Stored data entries
★ ★ ★ ★ ★ ★ ★

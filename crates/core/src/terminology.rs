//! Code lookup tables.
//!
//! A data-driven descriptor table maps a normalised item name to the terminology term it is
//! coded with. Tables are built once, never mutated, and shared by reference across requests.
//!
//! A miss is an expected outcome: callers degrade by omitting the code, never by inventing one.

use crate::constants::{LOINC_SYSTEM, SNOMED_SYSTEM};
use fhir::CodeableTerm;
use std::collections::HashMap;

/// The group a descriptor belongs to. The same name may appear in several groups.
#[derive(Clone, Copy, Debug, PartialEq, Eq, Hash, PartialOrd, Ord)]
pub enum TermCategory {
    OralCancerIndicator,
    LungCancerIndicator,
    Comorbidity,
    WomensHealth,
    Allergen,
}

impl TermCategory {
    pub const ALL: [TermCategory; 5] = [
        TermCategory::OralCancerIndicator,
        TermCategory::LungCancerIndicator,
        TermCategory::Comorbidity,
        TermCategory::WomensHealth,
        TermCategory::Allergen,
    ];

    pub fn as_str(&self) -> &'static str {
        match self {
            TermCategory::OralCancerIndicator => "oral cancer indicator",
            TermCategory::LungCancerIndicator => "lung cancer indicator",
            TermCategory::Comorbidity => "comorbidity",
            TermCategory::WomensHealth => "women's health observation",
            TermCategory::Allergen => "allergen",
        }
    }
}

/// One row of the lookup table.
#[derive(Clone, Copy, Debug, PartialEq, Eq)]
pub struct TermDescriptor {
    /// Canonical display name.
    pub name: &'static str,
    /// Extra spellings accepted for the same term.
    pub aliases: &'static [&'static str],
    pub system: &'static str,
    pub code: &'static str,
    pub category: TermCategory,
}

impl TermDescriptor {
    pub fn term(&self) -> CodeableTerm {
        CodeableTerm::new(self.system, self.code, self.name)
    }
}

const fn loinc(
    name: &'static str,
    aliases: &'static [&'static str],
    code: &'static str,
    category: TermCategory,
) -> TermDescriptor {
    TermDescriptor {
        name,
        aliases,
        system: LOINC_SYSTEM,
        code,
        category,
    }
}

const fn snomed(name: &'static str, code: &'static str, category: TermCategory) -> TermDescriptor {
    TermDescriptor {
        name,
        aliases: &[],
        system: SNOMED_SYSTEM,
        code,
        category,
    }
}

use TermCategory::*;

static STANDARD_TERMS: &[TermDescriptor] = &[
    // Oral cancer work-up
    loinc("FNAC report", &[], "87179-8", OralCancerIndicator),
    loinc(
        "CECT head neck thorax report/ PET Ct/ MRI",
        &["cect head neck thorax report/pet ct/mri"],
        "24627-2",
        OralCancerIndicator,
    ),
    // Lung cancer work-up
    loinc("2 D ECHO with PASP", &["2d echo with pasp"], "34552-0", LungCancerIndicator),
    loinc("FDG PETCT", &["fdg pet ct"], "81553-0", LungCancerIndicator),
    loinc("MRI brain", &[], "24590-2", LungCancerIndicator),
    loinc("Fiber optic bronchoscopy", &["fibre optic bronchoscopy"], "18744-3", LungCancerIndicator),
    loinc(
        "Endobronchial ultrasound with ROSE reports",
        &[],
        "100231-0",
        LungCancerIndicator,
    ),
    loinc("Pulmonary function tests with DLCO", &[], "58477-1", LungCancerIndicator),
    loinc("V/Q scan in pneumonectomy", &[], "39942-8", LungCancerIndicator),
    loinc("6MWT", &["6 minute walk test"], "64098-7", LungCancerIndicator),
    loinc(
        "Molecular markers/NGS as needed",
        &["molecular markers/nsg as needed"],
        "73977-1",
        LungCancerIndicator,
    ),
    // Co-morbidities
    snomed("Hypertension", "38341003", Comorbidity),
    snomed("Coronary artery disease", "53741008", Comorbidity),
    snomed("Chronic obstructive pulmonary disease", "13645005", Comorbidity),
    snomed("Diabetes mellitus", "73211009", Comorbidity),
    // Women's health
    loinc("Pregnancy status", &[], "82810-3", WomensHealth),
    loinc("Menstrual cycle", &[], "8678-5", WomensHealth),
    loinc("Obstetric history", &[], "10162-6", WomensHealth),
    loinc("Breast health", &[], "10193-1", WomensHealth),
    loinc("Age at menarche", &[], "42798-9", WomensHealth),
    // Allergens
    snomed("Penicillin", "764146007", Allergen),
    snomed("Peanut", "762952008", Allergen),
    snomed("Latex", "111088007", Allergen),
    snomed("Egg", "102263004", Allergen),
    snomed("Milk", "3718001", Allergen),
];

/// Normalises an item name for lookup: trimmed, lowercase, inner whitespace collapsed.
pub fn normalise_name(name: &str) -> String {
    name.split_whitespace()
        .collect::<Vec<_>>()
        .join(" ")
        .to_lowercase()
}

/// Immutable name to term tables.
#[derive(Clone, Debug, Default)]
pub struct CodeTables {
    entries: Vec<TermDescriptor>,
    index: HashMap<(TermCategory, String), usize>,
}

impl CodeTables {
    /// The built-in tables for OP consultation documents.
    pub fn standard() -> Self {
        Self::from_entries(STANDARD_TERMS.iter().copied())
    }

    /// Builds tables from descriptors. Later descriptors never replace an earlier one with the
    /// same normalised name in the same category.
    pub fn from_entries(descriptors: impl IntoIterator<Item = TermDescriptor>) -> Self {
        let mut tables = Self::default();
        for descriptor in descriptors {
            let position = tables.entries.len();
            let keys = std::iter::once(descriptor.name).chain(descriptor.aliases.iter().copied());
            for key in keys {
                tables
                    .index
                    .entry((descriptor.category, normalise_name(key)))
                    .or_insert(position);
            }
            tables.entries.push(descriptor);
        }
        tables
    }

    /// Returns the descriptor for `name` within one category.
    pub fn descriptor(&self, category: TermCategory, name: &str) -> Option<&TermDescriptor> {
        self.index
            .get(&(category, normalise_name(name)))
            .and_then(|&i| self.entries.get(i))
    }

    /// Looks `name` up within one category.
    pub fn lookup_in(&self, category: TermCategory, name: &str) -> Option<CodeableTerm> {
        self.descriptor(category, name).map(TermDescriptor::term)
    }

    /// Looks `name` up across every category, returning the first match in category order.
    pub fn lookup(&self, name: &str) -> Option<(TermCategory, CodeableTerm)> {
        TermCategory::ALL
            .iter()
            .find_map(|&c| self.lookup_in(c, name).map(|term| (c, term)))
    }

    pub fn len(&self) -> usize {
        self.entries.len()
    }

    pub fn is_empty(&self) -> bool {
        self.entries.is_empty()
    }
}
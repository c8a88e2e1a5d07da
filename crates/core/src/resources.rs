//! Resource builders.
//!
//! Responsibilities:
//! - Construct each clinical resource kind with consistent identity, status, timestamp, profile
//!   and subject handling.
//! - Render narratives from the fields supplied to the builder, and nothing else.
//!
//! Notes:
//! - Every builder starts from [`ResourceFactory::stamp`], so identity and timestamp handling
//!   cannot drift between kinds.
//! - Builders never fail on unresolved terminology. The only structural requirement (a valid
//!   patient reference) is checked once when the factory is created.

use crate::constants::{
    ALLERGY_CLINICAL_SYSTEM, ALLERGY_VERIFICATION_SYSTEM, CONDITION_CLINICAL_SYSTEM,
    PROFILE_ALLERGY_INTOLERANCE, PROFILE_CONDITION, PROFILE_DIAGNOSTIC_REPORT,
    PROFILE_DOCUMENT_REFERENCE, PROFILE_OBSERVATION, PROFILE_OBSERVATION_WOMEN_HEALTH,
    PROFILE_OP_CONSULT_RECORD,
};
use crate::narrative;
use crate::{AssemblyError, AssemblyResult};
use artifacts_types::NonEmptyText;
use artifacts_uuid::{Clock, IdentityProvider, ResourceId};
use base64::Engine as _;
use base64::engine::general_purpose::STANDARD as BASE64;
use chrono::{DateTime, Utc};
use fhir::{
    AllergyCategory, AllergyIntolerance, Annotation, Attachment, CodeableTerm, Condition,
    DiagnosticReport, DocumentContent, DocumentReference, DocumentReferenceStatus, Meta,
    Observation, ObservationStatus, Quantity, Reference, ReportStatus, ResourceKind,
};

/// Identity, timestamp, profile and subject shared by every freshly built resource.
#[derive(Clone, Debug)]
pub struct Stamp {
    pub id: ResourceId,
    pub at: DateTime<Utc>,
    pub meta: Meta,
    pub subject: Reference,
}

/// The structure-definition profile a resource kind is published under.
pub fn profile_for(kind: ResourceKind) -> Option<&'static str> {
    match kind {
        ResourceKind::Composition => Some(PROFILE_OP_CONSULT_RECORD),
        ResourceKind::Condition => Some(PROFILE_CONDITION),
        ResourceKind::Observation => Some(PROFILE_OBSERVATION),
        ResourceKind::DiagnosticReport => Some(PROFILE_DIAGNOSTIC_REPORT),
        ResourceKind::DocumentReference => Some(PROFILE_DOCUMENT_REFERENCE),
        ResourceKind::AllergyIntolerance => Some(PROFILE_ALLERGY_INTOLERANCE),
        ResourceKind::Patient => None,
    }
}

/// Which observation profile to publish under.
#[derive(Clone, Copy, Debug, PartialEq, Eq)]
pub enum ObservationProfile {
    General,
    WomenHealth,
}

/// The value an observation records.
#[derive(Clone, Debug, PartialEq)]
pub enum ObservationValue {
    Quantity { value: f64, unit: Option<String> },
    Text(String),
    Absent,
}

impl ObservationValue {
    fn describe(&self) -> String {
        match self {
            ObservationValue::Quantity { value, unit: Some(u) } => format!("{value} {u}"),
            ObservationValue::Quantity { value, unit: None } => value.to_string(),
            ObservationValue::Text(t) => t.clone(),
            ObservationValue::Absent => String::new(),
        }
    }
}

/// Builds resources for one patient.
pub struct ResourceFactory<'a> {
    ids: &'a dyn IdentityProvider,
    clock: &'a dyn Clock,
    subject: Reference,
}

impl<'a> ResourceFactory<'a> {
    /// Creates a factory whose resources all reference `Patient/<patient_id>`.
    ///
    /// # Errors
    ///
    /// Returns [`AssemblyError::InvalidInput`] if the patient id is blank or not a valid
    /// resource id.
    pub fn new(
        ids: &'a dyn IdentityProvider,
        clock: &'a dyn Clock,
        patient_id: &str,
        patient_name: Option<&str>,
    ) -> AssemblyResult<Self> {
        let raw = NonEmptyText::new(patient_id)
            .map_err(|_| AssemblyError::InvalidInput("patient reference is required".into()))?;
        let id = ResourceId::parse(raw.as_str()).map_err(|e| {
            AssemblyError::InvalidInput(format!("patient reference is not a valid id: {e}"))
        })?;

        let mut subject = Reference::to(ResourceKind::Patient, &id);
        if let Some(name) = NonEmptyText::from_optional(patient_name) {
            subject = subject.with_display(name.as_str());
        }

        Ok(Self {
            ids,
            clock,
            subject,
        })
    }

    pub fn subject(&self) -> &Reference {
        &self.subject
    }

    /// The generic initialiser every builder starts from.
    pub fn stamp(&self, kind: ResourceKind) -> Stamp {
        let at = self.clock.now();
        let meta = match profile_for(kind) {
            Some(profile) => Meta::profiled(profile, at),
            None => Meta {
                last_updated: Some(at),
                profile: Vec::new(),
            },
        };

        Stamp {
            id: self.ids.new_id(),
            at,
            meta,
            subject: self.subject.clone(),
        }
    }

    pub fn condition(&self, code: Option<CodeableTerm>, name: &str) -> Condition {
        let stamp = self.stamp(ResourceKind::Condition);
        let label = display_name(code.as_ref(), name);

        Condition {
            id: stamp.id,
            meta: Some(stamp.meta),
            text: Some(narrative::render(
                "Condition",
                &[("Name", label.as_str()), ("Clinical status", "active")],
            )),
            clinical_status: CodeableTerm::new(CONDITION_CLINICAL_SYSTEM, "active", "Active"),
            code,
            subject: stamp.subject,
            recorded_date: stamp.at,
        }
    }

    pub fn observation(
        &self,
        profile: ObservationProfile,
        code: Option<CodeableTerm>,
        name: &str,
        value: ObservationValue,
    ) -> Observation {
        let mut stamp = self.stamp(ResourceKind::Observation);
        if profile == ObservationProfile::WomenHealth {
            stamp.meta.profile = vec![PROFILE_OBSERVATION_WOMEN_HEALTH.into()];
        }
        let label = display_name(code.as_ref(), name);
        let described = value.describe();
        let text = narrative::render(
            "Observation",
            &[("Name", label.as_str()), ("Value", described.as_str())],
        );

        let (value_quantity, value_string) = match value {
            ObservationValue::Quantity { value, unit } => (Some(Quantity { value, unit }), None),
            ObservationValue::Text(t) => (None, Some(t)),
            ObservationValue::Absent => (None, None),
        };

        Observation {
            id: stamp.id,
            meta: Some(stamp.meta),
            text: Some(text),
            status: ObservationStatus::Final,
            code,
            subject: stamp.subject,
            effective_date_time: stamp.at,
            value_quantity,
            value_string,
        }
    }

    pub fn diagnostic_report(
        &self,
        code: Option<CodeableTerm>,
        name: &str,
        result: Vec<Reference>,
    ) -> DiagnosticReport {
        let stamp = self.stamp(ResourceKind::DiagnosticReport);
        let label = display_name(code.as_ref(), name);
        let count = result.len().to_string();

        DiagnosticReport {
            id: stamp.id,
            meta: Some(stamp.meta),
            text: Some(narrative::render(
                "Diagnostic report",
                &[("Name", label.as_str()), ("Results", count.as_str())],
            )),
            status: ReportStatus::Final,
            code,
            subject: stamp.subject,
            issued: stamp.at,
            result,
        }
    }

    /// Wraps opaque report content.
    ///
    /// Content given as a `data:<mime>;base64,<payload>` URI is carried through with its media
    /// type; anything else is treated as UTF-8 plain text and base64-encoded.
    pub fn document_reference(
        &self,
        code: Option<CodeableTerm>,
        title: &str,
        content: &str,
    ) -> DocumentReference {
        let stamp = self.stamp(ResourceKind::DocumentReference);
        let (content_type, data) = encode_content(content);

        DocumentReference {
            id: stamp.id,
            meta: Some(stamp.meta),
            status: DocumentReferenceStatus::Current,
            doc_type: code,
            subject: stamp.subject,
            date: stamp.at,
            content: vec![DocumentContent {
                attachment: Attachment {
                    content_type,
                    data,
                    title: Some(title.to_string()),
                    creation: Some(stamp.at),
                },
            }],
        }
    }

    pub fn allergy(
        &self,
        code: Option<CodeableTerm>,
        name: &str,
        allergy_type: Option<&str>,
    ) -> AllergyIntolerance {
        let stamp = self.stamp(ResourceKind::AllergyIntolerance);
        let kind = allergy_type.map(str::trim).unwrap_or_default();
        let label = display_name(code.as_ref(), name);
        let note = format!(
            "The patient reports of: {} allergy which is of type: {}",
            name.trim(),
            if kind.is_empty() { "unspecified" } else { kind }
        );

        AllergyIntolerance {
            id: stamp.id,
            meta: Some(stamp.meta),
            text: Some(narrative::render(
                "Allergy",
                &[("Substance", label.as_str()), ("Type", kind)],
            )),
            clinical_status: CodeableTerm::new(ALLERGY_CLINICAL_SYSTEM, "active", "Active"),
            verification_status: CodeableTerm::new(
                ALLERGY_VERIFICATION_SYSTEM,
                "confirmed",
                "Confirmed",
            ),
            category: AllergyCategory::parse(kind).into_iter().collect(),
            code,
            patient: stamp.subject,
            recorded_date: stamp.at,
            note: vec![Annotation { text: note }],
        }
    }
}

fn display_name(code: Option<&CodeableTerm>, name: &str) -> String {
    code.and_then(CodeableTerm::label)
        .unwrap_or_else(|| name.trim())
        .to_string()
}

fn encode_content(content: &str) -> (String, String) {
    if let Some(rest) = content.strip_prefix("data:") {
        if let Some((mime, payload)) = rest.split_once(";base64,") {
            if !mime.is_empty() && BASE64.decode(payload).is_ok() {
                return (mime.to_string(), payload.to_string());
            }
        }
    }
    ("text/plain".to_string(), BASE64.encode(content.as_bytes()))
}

★ ★ ★ ★ ★ ★ ★

Task
Wherever the word "HashMap" appears in a line of the data above, copy that line.

Output for this exercise
use std::collections::HashMap;
    index: HashMap<(TermCategory, String), usize>,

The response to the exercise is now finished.